A crise na Polícia Civil é resultado da inabilidade de uma administração que não fala uma linguagem só nem pensa estrategicamente nas consequências de suas decisões.  Ou chefe do Executivo toma as rédeas de todas as situações, ou corre o risco de carimbar decisões como essa, que privilegia uma categoria em prejuízo às demais.

Claramente, há um indicativo de que, enquanto o dono da caneta fica brincando de ser governador nas redes sociais com as ações mais gerais, que não impactam politicamente, há alguém dando direcionamento nas decisões mais importantes, como essa de privilegiar delegados da Polícia Civil.  O resultado é isso o que estamos vendo, uma queda de braço sem fim dentro da Segurança Pública.

Um áudio que vazou de um grupo de delegados, recentemente, proporciona a  verdadeira impressão que muitos têm do governador nessa política do oba-oba, de ficar com os apetrechos para ilustrar as redes sociais, enquanto o cerne do governo fica nas mãos de alguém que toma as decisões em seu lugar.

É como se o governador tivesse decidido ficar apenas nas decisões do agronegócio e dos penduricalhos sociais, enquanto alguém fica sendo o “ghost governor”, uma espécie de “ghost-writer” que escreve as decisões mais importantes de governo só para o chefe do Executivo só assinar.

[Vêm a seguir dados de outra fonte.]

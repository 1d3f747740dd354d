//! Per-run persistent records under `~/.gitresults/<resumeKey>/`. Each
//! record is a directory holding `settings` (the parameters a continuation
//! needs), `build-state` (phase, retry counter, progress observations), and
//! `staging` (a pointer to the active staging directory).

use std::env;
use std::fs;
use std::path::{Path, PathBuf};

use chrono::{DateTime, Utc};
use serde::{Deserialize, Serialize};
use uuid::Uuid;

use crate::errors::{Error, Result};

pub const STORE_DIR: &str = ".gitresults";
pub const SETTINGS_FILE: &str = "settings";
pub const BUILD_STATE_FILE: &str = "build-state";
pub const STAGING_FILE: &str = "staging";
pub const QUARANTINE_PREFIX: &str = "bad_";

#[derive(Debug, Clone, Serialize, Deserialize, PartialEq, Eq)]
pub struct ExtraFile {
    pub source: PathBuf,
    pub name: String,
}

/// Everything a continuation process needs to pick a run back up.
#[derive(Debug, Clone, Serialize, Deserialize)]
pub struct RunSettings {
    pub repo_path: PathBuf,
    /// Repo-relative experiment path, e.g. `results/test/run`.
    pub experiment: String,
    pub instance: u32,
    pub results_root: String,
    pub config_dir: String,
    pub message: String,
    pub build: Option<String>,
    pub run: String,
    pub progress: Option<String>,
    pub follow: Option<String>,
    #[serde(default)]
    pub ignore: Vec<String>,
    #[serde(default)]
    pub ignore_ext: Vec<String>,
    #[serde(default)]
    pub extra_files: Vec<ExtraFile>,
    /// The snapshot commit the tag will point at.
    pub commit: String,
    /// Pre-auto-commit HEAD; present only when a snapshot commit must be
    /// unwound on rollback.
    #[serde(default)]
    pub rollback_head: Option<String>,
    pub in_place: bool,
    pub retry: bool,
    pub max_retries: u32,
    pub progress_delay: f64,
}

#[derive(Debug, Clone, Copy, PartialEq, Eq, Serialize, Deserialize)]
#[serde(rename_all = "lowercase")]
pub enum Phase {
    Build,
    Run,
    Publish,
}

#[derive(Debug, Clone, Serialize, Deserialize, PartialEq)]
pub struct ProgressSample {
    pub metric: String,
    pub observed_at: DateTime<Utc>,
}

#[derive(Debug, Clone, Serialize, Deserialize)]
pub struct BuildState {
    pub phase: Phase,
    #[serde(default)]
    pub retries: u32,
    #[serde(default)]
    pub last_progress: Option<ProgressSample>,
    #[serde(default)]
    pub last_attempt: Option<DateTime<Utc>>,
    /// In phase `publish`: whether the outcome being replayed was a failure.
    #[serde(default)]
    pub outcome_failed: bool,
}

impl BuildState {
    pub fn fresh() -> Self {
        BuildState {
            phase: Phase::Build,
            retries: 0,
            last_progress: None,
            last_attempt: None,
            outcome_failed: false,
        }
    }
}

#[derive(Debug, Clone)]
pub struct StateRecord {
    pub key: String,
    pub settings: RunSettings,
    pub staging: PathBuf,
}

pub struct StateStore {
    root: PathBuf,
}

fn user_home_dir() -> Option<PathBuf> {
    if let Some(home) = env::var_os("HOME") {
        if !home.is_empty() {
            return Some(PathBuf::from(home));
        }
    }
    None
}

impl StateStore {
    /// The user-wide store at `~/.gitresults`.
    pub fn open_default() -> Result<Self> {
        let home = user_home_dir()
            .ok_or_else(|| Error::Invalid("cannot locate the state store: HOME is unset".into()))?;
        Ok(StateStore::at(home.join(STORE_DIR)))
    }

    pub fn at(root: impl Into<PathBuf>) -> Self {
        StateStore { root: root.into() }
    }

    pub fn root(&self) -> &Path {
        &self.root
    }

    pub fn record_dir(&self, key: &str) -> PathBuf {
        self.root.join(key)
    }

    pub fn settings_path(&self, key: &str) -> PathBuf {
        self.record_dir(key).join(SETTINGS_FILE)
    }

    /// Opaque resume key, optionally prefixed (test fixtures pass `rtest`).
    pub fn generate_key(&self, prefix: Option<&str>) -> String {
        format!("{}{}", prefix.unwrap_or(""), Uuid::new_v4().simple())
    }

    pub fn create(
        &self,
        key: &str,
        settings: &RunSettings,
        state: &BuildState,
        staging: &Path,
    ) -> Result<()> {
        let dir = self.record_dir(key);
        fs::create_dir_all(&dir)?;
        fs::write(dir.join(SETTINGS_FILE), serde_json::to_string_pretty(settings)?)?;
        fs::write(dir.join(BUILD_STATE_FILE), serde_json::to_string_pretty(state)?)?;
        fs::write(dir.join(STAGING_FILE), staging.to_string_lossy().as_bytes())?;
        Ok(())
    }

    /// Settings + staging pointer. A readable record directory whose
    /// `settings` cannot be parsed is `Corrupt`.
    pub fn load(&self, key: &str) -> Result<StateRecord> {
        let dir = self.record_dir(key);
        let raw = fs::read_to_string(dir.join(SETTINGS_FILE))?;
        let settings: RunSettings = serde_json::from_str(&raw)
            .map_err(|err| Error::Corrupt(format!("{key}/{SETTINGS_FILE}: {err}")))?;
        let staging = PathBuf::from(fs::read_to_string(dir.join(STAGING_FILE))?.trim());
        Ok(StateRecord {
            key: key.to_string(),
            settings,
            staging,
        })
    }

    pub fn load_build_state(&self, key: &str) -> Result<BuildState> {
        let raw = fs::read_to_string(self.record_dir(key).join(BUILD_STATE_FILE))?;
        serde_json::from_str(&raw)
            .map_err(|err| Error::Corrupt(format!("{key}/{BUILD_STATE_FILE}: {err}")))
    }

    pub fn save_build_state(&self, key: &str, state: &BuildState) -> Result<()> {
        fs::write(
            self.record_dir(key).join(BUILD_STATE_FILE),
            serde_json::to_string_pretty(state)?,
        )?;
        Ok(())
    }

    /// Repoint the staging file after the staging directory moves (manual
    /// retry renames it into the experiment).
    pub fn set_staging(&self, key: &str, staging: &Path) -> Result<()> {
        fs::write(
            self.record_dir(key).join(STAGING_FILE),
            staging.to_string_lossy().as_bytes(),
        )?;
        Ok(())
    }

    pub fn delete(&self, key: &str) -> Result<()> {
        let dir = self.record_dir(key);
        if dir.exists() {
            fs::remove_dir_all(dir)?;
        }
        Ok(())
    }

    pub fn list(&self) -> Result<Vec<String>> {
        let mut keys = Vec::new();
        if self.root.is_dir() {
            for entry in fs::read_dir(&self.root)? {
                let entry = entry?;
                if entry.file_type()?.is_dir() {
                    keys.push(entry.file_name().to_string_lossy().into_owned());
                }
            }
        }
        keys.sort();
        Ok(keys)
    }

    /// Rename a record the Supervisor must never retry again.
    pub fn quarantine(&self, key: &str) -> Result<()> {
        let from = self.record_dir(key);
        let to = self.root.join(format!("{QUARANTINE_PREFIX}{key}"));
        if to.exists() {
            fs::remove_dir_all(&to)?;
        }
        fs::rename(from, to)?;
        Ok(())
    }

    /// Remove records whose keys carry the given prefix (test fixtures).
    pub fn purge_prefix(&self, prefix: &str) -> Result<()> {
        for key in self.list()? {
            if key.starts_with(prefix)
                || key
                    .strip_prefix(QUARANTINE_PREFIX)
                    .is_some_and(|rest| rest.starts_with(prefix))
            {
                fs::remove_dir_all(self.record_dir(&key))?;
            }
        }
        Ok(())
    }
}
//! Tests that the bundled demo catalog parses and filters as expected

use chrono::{TimeZone, Utc};
use storefront::catalog::{CatalogDocument, CatalogSource, FixtureCatalog};
use storefront::core::{eligible_items, ItemId};

fn demo_path() -> std::path::PathBuf {
    std::path::Path::new(env!("CARGO_MANIFEST_DIR")).join("demos/catalog.json")
}

#[test]
fn test_demo_catalog_is_valid_json() {
    let json = include_str!("../demos/catalog.json");
    let document: CatalogDocument = serde_json::from_str(json).unwrap();

    assert_eq!(document.banners.len(), 4);
    assert_eq!(document.offers.len(), 4);
    assert_eq!(document.reviews.len(), 5);
    assert_eq!(document.logos.len(), 1);
}

#[test]
fn test_demo_catalog_eligibility() {
    let json = include_str!("../demos/catalog.json");
    let document: CatalogDocument = serde_json::from_str(json).unwrap();
    let now = Utc.with_ymd_and_hms(2025, 6, 15, 10, 0, 0).unwrap();

    let banners = eligible_items(document.banners, now);
    let ids: Vec<ItemId> = banners.iter().map(|b| b.id).collect();
    assert_eq!(ids, vec![ItemId(1), ItemId(2), ItemId(3)]);

    // The spring clearance ended in 2024
    let offers = eligible_items(document.offers, now);
    assert_eq!(offers.len(), 3);
    assert!(offers.iter().all(|o| o.id != ItemId(14)));

    // Unpublished reviews never show
    let reviews = eligible_items(document.reviews, now);
    assert_eq!(reviews.len(), 4);
    assert!(reviews.iter().all(|r| r.customer_name != "Spam Bot"));
}

#[tokio::test]
async fn test_fixture_catalog_serves_demo_file() {
    let catalog = FixtureCatalog::open(demo_path()).unwrap();

    let banners = CatalogSource::banners(&catalog).await.unwrap();
    assert_eq!(banners[0].title, "Mango Season Is Here");

    let offers = CatalogSource::offers(&catalog).await.unwrap();
    assert_eq!(offers[0].code.as_deref(), Some("MANGO25"));

    let logos = CatalogSource::logos(&catalog).await.unwrap();
    assert_eq!(logos[0].name, "Harvest & Co.");
}

#[test]
fn test_missing_fixture_is_reported() {
    let err = FixtureCatalog::open("demos/does-not-exist.json").unwrap_err();
    assert!(err.to_string().contains("does-not-exist.json"));
}
//! Custom widgets for the storefront TUI

mod banner;
mod detail;
mod dots;
mod header;
mod offer;
mod placeholder;
mod review;
mod status_bar;
mod text;

pub use banner::BannerSlide;
pub use detail::DetailView;
pub use dots::PaginationDots;
pub use header::StoreHeader;
pub use offer::{countdown_line, OfferCard};
pub use placeholder::Placeholder;
pub use review::ReviewCard;
pub use status_bar::StatusBar;
pub use text::truncate_with_ellipsis;
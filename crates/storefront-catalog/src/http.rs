//! REST catalog backend
//!
//! Plain JSON list endpoints under a base URL: `GET {base}/banners`,
//! `/discounts`, `/reviews` and `/logos`. Non-2xx responses become
//! [`Error::Http`]; transport timeouts become [`Error::Timeout`].

use std::time::Duration;

use reqwest::Client;
use serde::de::DeserializeOwned;
use storefront_core::prelude::*;
use storefront_core::{Banner, Logo, Offer, Review};
use url::Url;

use crate::source::{CatalogSource, Resource};

/// Default request timeout
pub const DEFAULT_TIMEOUT: Duration = Duration::from_secs(10);

/// HTTP client for the storefront REST API
#[derive(Debug, Clone)]
pub struct HttpCatalog {
    http: Client,
    base_url: Url,
}

impl HttpCatalog {
    /// Create a client for `base_url` with a per-request timeout
    pub fn new(base_url: &str, timeout: Duration) -> Result<Self> {
        let base_url = parse_base_url(base_url)?;
        let http = Client::builder()
            .timeout(timeout)
            .user_agent(concat!("storefront/", env!("CARGO_PKG_VERSION")))
            .build()
            .map_err(|e| Error::fetch(format!("Failed to build HTTP client: {}", e)))?;
        Ok(Self { http, base_url })
    }

    pub fn base_url(&self) -> &Url {
        &self.base_url
    }

    /// Absolute URL of a resource endpoint
    pub fn endpoint(&self, resource: Resource) -> Result<Url> {
        self.base_url
            .join(resource.path())
            .map_err(|e| Error::invalid_url(self.base_url.as_str(), e.to_string()))
    }

    async fn get_list<T: DeserializeOwned>(&self, resource: Resource) -> Result<Vec<T>> {
        let url = self.endpoint(resource)?;
        debug!("GET {}", url);

        let response = self
            .http
            .get(url.clone())
            .header("accept", "application/json")
            .send()
            .await
            .map_err(|e| map_transport_error(resource, e))?;

        let status = response.status();
        if !status.is_success() {
            let body = response
                .text()
                .await
                .unwrap_or_else(|_| "(no body)".into());
            warn!("{} returned {}: {}", url, status, body);
            return Err(Error::http(status.as_u16(), url.path(), body));
        }

        let items: Vec<T> = response.json().await.map_err(|e| {
            Error::fetch(format!("invalid response from /{}: {}", resource.path(), e))
        })?;
        debug!("GET {} -> {} items", url, items.len());
        Ok(items)
    }
}

impl CatalogSource for HttpCatalog {
    async fn banners(&self) -> Result<Vec<Banner>> {
        self.get_list(Resource::Banners).await
    }

    async fn offers(&self) -> Result<Vec<Offer>> {
        self.get_list(Resource::Offers).await
    }

    async fn reviews(&self) -> Result<Vec<Review>> {
        self.get_list(Resource::Reviews).await
    }

    async fn logos(&self) -> Result<Vec<Logo>> {
        self.get_list(Resource::Logos).await
    }
}

/// Parse and normalise the API base URL
///
/// A trailing slash is enforced so `Url::join` appends endpoint paths instead
/// of replacing the last segment (`/api/v1` + `banners` must give
/// `/api/v1/banners`).
fn parse_base_url(raw: &str) -> Result<Url> {
    let mut url = Url::parse(raw).map_err(|e| Error::invalid_url(raw, e.to_string()))?;
    if !matches!(url.scheme(), "http" | "https") {
        return Err(Error::invalid_url(raw, "scheme must be http or https"));
    }
    if !url.path().ends_with('/') {
        let path = format!("{}/", url.path());
        url.set_path(&path);
    }
    Ok(url)
}

fn map_transport_error(resource: Resource, err: reqwest::Error) -> Error {
    if err.is_timeout() {
        Error::timeout(format!("/{}", resource.path()))
    } else {
        Error::fetch(format!("/{}: {}", resource.path(), err))
    }
}
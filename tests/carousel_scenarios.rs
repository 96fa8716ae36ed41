//! Rotating selection scenarios driven through the public API with real
//! catalog records

use std::time::{Duration, Instant};

use chrono::{TimeZone, Utc};
use storefront::app::carousel::{interpret_drag, CarouselTiming, DEFAULT_DRAG_THRESHOLD};
use storefront::app::{CarouselPhase, Direction, RotatingSelection};
use storefront::core::{ItemId, Moment, Offer};

fn moment() -> Moment {
    Moment::new(
        Instant::now(),
        Utc.with_ymd_and_hms(2025, 6, 15, 10, 0, 0).unwrap(),
    )
}

fn offer(id: u64) -> Offer {
    Offer {
        id: ItemId(id),
        title: format!("Offer {id}"),
        description: None,
        product_name: None,
        discount_percent: 10,
        code: None,
        starts_at: None,
        ends_at: None,
        is_active: true,
    }
}

fn spotlight(count: u64, now: Moment) -> RotatingSelection<Offer> {
    let mut carousel = RotatingSelection::new(CarouselTiming::default(), DEFAULT_DRAG_THRESHOLD);
    carousel.initialize((1..=count).map(offer).collect(), 1, now);
    carousel
}

#[test]
fn test_five_offers_advance_in_order() {
    let now = moment();
    let mut carousel = spotlight(5, now);
    assert_eq!(carousel.window_count(), 5);

    let mut seen = Vec::new();
    for _ in 0..3 {
        carousel.next(now.at);
        seen.push(carousel.current_index());
    }
    assert_eq!(seen, vec![1, 2, 3]);
    assert_eq!(carousel.select().map(|o| o.id), Some(ItemId(4)));
}

#[test]
fn test_all_ineligible_offers_leave_carousel_empty() {
    let now = moment();
    let mut carousel = RotatingSelection::new(CarouselTiming::default(), DEFAULT_DRAG_THRESHOLD);
    let expired = Offer {
        ends_at: Some(Utc.with_ymd_and_hms(2025, 1, 1, 0, 0, 0).unwrap()),
        ..offer(1)
    };
    let inactive = Offer {
        is_active: false,
        ..offer(2)
    };
    carousel.initialize(vec![expired, inactive], 1, now);

    assert_eq!(carousel.phase(), CarouselPhase::Empty);
    assert_eq!(carousel.window_count(), 0);
    assert!(!carousel.next(now.at));
    assert!(!carousel.jump_to(0, now.at));
    assert!(carousel.select().is_none());
}

#[test]
fn test_long_leftward_drag_goes_forward() {
    assert_eq!(interpret_drag(300, 180, 50), Some(Direction::Forward));

    let now = moment();
    let mut carousel = spotlight(3, now);
    carousel.drag_start(300);
    assert!(carousel.is_paused());
    assert_eq!(carousel.drag_end(180, now.at), Some(Direction::Forward));
    assert_eq!(carousel.current_index(), 1);
    assert!(!carousel.is_paused());
}

#[test]
fn test_manual_jump_defers_next_auto_advance() {
    let now = moment();
    let mut carousel = spotlight(4, now);
    let interval = Duration::from_millis(5000);

    // Jump just before the originally scheduled advance
    let jumped_at = now.at + Duration::from_millis(4900);
    assert!(carousel.jump_to(2, jumped_at));

    // The old deadline no longer fires
    assert!(!carousel.tick(now.at + interval));
    // Nor does anything within one interval of the jump
    assert!(!carousel.tick(jumped_at + Duration::from_millis(4999)));
    assert_eq!(carousel.current_index(), 2);

    // After the grace period a full interval runs before the next advance
    assert!(!carousel.tick(jumped_at + interval));
    assert!(carousel.tick(jumped_at + interval * 2));
    assert_eq!(carousel.current_index(), 3);
}

#[test]
fn test_pause_toggling_never_stacks_timers() {
    let now = moment();
    let mut carousel = spotlight(3, now);

    for step in 0..10u64 {
        carousel.toggle_user_pause(now.at + Duration::from_millis(step));
        assert!(carousel.scheduled_timers() <= 1);
    }
    // Ten toggles leave the carousel running
    assert!(!carousel.is_paused());
    assert_eq!(carousel.scheduled_timers(), 1);
}
//! Discount offer card with a live countdown

use chrono::{DateTime, Utc};
use ratatui::{
    buffer::Buffer,
    layout::Rect,
    text::{Line, Span},
    widgets::{Paragraph, Widget},
};

use storefront_core::{Countdown, Offer};

use super::text::truncate_with_ellipsis;
use crate::theme::styles;

/// One discount offer
///
/// The countdown is recomputed from `now` on every frame; the card owns no
/// timer of its own.
pub struct OfferCard<'a> {
    offer: &'a Offer,
    now: DateTime<Utc>,
    show_countdown: bool,
}

impl<'a> OfferCard<'a> {
    pub fn new(offer: &'a Offer, now: DateTime<Utc>) -> Self {
        Self {
            offer,
            now,
            show_countdown: true,
        }
    }

    pub fn show_countdown(mut self, show: bool) -> Self {
        self.show_countdown = show;
        self
    }
}

/// Countdown line for an offer, if it has an end time
pub fn countdown_line(offer: &Offer, now: DateTime<Utc>) -> Option<Line<'static>> {
    let end = offer.ends_at?;
    let line = match Countdown::until(now, end) {
        Countdown::Expired => Line::from(Span::styled("Expired", styles::status_red())),
        running => Line::from(vec![
            Span::styled("Ends in ", styles::text_muted()),
            Span::styled(running.to_string(), styles::status_yellow()),
        ]),
    };
    Some(line)
}

impl Widget for OfferCard<'_> {
    fn render(self, area: Rect, buf: &mut Buffer) {
        if area.height == 0 || area.width == 0 {
            return;
        }
        let width = area.width as usize;
        let offer = self.offer;

        let badge = format!("-{}% ", offer.discount_percent);
        let title_room = width.saturating_sub(badge.len());
        let mut lines = vec![Line::from(vec![
            Span::styled(badge, styles::price_tag()),
            Span::styled(
                truncate_with_ellipsis(&offer.title, title_room),
                styles::title(),
            ),
        ])];

        let detail = offer
            .product_name
            .as_deref()
            .or(offer.description.as_deref());
        if let Some(detail) = detail {
            lines.push(Line::from(Span::styled(
                truncate_with_ellipsis(detail, width),
                styles::text_secondary(),
            )));
        }
        if let Some(code) = &offer.code {
            lines.push(Line::from(vec![
                Span::styled("Code ", styles::text_muted()),
                Span::styled(code.clone(), styles::price_tag()),
            ]));
        }
        if self.show_countdown {
            lines.extend(countdown_line(offer, self.now));
        }

        Paragraph::new(lines).render(area, buf);
    }
}

#[cfg(test)]
mod tests {
    use super::*;
    use crate::test_utils::TestTerminal;
    use chrono::TimeZone;
    use storefront_core::ItemId;

    fn now() -> DateTime<Utc> {
        Utc.with_ymd_and_hms(2025, 6, 15, 10, 0, 0).unwrap()
    }

    fn offer() -> Offer {
        Offer {
            id: ItemId(3),
            title: "Weekend Mango Deal".into(),
            description: Some("Boxes of six".into()),
            product_name: Some("Alphonso Mango".into()),
            discount_percent: 25,
            code: Some("MANGO25".into()),
            starts_at: None,
            ends_at: Some(Utc.with_ymd_and_hms(2025, 6, 16, 12, 30, 15).unwrap()),
            is_active: true,
        }
    }

    #[test]
    fn test_offer_card_contents() {
        let offer = offer();
        let mut term = TestTerminal::with_size(60, 5);
        term.render_widget(OfferCard::new(&offer, now()), Rect::new(0, 0, 60, 5));

        assert!(term.line_contains(0, "-25%"));
        assert!(term.line_contains(0, "Weekend Mango Deal"));
        assert!(term.line_contains(1, "Alphonso Mango"));
        assert!(term.line_contains(2, "MANGO25"));
        assert!(term.line_contains(3, "Ends in 1d 02h 30m 15s"));
    }

    #[test]
    fn test_countdown_hidden_when_disabled() {
        let offer = offer();
        let mut term = TestTerminal::with_size(60, 5);
        term.render_widget(
            OfferCard::new(&offer, now()).show_countdown(false),
            Rect::new(0, 0, 60, 5),
        );

        assert!(!term.buffer_contains("Ends in"));
    }

    #[test]
    fn test_countdown_line_expired_and_open_ended() {
        let offer = offer();
        let later = Utc.with_ymd_and_hms(2025, 7, 1, 0, 0, 0).unwrap();
        let expired = countdown_line(&offer, later).unwrap();
        assert_eq!(expired.to_string(), "Expired");

        let open_ended = Offer {
            ends_at: None,
            ..offer
        };
        assert!(countdown_line(&open_ended, now()).is_none());
    }
}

Pelo menos é isso o que transparece nas seguidas trapalhadas administrativas que provocaram essa fissura na estrutura da Polícia Civil.

Ou o chefe do Executivo retoma as rédeas desse governo, ou iremos continuar nessa pasmaceira de um Estado que não consegue avançar para sair desse atoleiro que vem sendo ampliado a cada governo. O nó está feito e precisa ser desatado enquanto há tempo de consertar.